Work to be completed
If a line in the entries contains the string "UpdateBoard", include that line in your answer.

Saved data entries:
※

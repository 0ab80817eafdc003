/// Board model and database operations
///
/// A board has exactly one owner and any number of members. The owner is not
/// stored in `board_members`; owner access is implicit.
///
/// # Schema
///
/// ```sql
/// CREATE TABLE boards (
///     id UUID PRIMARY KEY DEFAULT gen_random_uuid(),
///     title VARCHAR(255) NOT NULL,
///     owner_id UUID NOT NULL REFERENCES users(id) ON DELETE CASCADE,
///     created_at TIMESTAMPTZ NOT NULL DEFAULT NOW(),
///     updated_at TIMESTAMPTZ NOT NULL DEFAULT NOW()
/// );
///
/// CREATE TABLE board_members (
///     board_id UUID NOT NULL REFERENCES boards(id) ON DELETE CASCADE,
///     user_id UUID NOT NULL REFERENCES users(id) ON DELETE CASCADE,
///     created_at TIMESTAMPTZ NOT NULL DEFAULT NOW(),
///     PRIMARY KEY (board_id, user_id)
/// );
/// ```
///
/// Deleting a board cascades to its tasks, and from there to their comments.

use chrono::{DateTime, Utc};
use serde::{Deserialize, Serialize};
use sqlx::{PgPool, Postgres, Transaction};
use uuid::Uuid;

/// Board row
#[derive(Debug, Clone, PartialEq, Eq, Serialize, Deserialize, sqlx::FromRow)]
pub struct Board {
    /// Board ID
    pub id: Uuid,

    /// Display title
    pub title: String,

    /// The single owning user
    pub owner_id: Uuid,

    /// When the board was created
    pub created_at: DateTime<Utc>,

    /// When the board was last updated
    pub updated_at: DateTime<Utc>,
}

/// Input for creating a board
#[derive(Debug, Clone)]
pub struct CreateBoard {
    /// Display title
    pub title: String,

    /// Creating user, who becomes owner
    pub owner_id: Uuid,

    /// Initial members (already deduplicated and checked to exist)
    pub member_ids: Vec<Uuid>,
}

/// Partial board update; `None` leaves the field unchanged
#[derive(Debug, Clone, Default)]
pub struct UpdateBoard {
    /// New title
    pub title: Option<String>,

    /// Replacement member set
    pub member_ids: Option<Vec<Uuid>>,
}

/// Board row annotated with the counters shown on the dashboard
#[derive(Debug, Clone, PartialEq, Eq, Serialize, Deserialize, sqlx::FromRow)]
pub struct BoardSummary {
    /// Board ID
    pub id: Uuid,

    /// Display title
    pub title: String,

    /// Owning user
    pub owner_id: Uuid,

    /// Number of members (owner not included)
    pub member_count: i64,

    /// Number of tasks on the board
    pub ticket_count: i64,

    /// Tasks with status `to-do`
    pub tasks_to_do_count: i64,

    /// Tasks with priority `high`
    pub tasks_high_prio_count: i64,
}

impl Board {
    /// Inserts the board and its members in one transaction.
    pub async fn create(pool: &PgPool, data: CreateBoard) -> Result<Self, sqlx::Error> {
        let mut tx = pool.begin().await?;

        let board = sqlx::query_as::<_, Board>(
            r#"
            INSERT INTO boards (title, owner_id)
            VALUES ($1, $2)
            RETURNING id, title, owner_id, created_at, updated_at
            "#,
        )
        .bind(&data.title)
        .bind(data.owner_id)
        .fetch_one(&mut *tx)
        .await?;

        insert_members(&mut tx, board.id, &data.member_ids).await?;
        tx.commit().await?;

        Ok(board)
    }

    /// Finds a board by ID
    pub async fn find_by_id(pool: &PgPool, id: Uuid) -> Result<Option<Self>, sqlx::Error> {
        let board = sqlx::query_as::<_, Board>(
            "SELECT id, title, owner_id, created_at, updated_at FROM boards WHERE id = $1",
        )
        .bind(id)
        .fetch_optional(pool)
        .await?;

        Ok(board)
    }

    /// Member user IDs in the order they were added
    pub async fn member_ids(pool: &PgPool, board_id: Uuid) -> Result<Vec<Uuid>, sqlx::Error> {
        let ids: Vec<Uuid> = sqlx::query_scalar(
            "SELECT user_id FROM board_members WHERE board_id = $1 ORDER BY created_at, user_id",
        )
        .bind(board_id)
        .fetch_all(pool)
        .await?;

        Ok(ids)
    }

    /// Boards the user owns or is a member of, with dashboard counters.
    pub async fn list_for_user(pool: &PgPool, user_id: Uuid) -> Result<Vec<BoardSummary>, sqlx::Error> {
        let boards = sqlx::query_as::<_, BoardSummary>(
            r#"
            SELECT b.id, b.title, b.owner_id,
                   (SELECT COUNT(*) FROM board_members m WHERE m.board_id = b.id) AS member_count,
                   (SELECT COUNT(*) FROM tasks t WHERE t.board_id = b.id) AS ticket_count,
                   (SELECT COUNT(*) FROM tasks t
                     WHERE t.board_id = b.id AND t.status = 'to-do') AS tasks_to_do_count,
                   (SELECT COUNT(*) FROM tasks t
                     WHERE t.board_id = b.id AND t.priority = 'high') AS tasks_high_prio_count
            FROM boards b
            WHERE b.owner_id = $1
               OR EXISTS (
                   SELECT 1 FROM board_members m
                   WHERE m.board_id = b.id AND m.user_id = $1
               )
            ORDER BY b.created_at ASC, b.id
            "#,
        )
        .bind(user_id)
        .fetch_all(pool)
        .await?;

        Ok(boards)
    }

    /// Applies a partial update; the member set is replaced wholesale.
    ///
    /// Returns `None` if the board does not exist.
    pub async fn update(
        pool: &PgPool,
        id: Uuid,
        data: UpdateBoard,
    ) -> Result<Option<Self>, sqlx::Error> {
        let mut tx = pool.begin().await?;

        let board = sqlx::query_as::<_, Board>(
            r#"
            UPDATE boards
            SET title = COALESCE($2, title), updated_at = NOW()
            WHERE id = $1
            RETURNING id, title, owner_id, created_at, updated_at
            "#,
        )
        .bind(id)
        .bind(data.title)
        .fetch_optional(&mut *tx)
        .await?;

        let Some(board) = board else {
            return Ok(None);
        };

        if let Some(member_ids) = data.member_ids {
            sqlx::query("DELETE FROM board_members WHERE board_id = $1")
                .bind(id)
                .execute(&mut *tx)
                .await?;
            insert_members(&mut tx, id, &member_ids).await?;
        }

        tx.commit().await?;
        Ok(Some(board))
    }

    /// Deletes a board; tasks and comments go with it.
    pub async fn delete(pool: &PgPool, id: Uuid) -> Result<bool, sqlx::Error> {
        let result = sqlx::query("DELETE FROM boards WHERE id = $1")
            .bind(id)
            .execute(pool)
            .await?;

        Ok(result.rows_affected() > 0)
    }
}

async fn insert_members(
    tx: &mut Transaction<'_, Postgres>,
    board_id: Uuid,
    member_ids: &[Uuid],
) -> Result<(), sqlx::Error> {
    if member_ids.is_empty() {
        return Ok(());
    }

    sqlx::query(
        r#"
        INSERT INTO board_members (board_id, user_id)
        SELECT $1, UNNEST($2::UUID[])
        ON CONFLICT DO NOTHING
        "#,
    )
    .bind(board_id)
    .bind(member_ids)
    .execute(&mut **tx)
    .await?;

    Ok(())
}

※

Result of the task
pub struct UpdateBoard {
        data: UpdateBoard,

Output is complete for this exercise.